[Saved data entries]
____________
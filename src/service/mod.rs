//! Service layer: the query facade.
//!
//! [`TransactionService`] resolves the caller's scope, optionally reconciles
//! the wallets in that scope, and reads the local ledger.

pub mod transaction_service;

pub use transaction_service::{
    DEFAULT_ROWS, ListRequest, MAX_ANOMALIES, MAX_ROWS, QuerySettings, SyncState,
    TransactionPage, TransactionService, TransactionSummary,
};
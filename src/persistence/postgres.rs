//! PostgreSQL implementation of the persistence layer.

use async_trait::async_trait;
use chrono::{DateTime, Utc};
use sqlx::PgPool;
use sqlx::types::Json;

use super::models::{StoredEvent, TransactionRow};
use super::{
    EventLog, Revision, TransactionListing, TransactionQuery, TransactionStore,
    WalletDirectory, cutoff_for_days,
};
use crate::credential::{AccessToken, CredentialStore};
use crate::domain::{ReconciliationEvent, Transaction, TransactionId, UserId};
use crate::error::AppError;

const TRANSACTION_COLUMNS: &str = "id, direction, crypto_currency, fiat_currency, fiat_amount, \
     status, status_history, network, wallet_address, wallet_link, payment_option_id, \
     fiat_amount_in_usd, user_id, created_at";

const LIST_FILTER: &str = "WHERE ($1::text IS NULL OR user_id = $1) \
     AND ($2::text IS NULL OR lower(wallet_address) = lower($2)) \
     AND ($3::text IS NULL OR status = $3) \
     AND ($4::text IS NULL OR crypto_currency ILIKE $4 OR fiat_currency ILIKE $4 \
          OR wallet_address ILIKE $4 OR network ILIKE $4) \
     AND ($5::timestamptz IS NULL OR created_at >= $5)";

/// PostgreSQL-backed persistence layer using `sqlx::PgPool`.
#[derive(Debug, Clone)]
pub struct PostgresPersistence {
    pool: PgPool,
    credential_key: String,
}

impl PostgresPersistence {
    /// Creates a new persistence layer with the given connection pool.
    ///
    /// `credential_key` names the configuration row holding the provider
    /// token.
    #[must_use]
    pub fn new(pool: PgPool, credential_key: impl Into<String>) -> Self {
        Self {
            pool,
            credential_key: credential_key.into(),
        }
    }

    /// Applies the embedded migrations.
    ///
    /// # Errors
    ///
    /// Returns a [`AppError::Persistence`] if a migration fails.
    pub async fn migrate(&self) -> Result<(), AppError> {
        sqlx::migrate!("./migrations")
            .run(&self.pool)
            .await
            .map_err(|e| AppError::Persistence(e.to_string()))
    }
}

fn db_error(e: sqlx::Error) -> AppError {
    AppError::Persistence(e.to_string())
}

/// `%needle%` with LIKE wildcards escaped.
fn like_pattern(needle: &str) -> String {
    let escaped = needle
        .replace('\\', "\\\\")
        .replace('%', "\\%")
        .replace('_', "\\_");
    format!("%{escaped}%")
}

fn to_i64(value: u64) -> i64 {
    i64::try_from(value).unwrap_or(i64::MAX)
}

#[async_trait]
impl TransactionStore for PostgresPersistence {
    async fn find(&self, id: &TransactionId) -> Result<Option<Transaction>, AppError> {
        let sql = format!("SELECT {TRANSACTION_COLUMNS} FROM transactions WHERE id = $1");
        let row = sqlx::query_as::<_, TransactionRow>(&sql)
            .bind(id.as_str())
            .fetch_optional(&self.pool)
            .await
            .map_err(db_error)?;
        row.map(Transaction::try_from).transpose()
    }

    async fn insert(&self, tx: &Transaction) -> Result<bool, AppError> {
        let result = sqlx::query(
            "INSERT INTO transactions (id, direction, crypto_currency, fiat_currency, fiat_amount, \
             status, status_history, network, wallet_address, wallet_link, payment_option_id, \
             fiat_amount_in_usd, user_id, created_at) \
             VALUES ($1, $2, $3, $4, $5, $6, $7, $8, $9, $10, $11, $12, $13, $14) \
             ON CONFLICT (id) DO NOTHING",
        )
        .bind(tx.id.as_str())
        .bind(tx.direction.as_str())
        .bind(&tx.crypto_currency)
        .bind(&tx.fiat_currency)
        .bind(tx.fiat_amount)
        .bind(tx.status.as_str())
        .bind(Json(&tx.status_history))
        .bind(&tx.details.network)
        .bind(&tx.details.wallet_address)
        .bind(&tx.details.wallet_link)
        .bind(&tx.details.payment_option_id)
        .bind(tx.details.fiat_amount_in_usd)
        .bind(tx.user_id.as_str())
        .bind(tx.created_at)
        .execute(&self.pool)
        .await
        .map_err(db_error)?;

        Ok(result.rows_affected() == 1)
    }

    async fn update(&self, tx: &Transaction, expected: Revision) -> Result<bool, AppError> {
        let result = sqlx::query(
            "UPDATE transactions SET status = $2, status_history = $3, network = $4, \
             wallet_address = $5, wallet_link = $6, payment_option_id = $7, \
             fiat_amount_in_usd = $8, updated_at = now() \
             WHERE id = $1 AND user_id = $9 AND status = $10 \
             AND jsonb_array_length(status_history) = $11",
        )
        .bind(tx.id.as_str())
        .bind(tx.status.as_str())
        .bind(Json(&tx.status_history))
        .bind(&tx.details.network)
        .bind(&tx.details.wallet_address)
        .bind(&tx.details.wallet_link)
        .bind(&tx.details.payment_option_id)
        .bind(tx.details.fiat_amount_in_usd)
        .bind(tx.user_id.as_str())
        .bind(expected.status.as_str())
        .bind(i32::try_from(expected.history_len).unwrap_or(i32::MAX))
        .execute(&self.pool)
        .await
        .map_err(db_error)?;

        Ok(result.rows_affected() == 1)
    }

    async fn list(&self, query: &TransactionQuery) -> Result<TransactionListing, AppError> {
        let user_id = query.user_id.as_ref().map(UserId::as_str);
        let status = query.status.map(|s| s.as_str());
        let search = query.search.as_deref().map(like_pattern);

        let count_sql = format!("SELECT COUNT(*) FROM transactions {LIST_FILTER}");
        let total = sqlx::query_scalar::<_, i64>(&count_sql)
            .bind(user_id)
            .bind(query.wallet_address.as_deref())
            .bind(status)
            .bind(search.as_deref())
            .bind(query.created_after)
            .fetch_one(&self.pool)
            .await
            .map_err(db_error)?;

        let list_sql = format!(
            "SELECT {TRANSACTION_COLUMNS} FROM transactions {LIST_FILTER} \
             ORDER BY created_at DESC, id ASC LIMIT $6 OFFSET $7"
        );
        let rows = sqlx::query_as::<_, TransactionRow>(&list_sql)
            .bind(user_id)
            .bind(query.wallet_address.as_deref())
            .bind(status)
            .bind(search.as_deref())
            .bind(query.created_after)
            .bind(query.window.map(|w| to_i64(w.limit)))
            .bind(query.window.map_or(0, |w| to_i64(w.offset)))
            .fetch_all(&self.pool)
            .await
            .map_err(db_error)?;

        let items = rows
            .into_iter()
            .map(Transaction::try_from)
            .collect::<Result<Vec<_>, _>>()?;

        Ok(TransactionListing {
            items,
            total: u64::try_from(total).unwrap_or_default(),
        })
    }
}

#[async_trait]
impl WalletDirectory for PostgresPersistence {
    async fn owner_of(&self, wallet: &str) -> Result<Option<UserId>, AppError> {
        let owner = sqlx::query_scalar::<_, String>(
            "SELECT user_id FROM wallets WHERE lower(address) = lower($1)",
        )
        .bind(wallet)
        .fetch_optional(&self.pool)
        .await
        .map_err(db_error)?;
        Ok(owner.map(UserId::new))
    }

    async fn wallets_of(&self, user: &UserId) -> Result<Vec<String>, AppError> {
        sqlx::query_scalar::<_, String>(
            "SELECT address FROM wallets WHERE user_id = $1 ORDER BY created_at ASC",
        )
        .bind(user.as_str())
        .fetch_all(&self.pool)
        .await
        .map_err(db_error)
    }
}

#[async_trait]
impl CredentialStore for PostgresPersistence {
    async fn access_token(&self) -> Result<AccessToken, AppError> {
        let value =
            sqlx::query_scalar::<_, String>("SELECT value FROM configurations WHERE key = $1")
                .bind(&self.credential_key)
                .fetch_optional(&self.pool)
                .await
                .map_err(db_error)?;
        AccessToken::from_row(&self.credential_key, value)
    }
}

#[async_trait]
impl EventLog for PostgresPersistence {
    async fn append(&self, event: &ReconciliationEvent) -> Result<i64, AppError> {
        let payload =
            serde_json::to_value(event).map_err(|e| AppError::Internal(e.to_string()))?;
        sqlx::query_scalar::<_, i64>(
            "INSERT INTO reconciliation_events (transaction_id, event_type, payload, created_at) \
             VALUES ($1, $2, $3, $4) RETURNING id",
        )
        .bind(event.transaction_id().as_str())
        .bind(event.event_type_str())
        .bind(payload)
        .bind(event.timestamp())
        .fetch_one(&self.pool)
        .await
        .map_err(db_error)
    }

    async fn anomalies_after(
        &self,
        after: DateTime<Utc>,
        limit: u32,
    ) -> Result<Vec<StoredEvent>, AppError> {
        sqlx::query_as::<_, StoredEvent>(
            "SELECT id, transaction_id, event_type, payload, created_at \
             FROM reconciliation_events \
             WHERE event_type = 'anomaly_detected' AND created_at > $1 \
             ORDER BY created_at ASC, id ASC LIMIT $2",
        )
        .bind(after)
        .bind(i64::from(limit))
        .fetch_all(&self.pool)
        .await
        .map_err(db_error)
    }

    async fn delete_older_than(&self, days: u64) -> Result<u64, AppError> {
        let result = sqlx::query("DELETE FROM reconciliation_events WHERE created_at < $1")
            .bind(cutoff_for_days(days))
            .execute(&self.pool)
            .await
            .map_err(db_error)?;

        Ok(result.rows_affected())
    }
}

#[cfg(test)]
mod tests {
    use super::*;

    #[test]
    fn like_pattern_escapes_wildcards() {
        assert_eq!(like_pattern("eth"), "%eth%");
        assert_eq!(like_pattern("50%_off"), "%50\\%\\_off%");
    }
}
____________
What lines in the data above carry "AccessToken"? Return them all.

use crate::credential::{AccessToken, CredentialStore};
    async fn access_token(&self) -> Result<AccessToken, AppError> {
        AccessToken::from_row(&self.credential_key, value)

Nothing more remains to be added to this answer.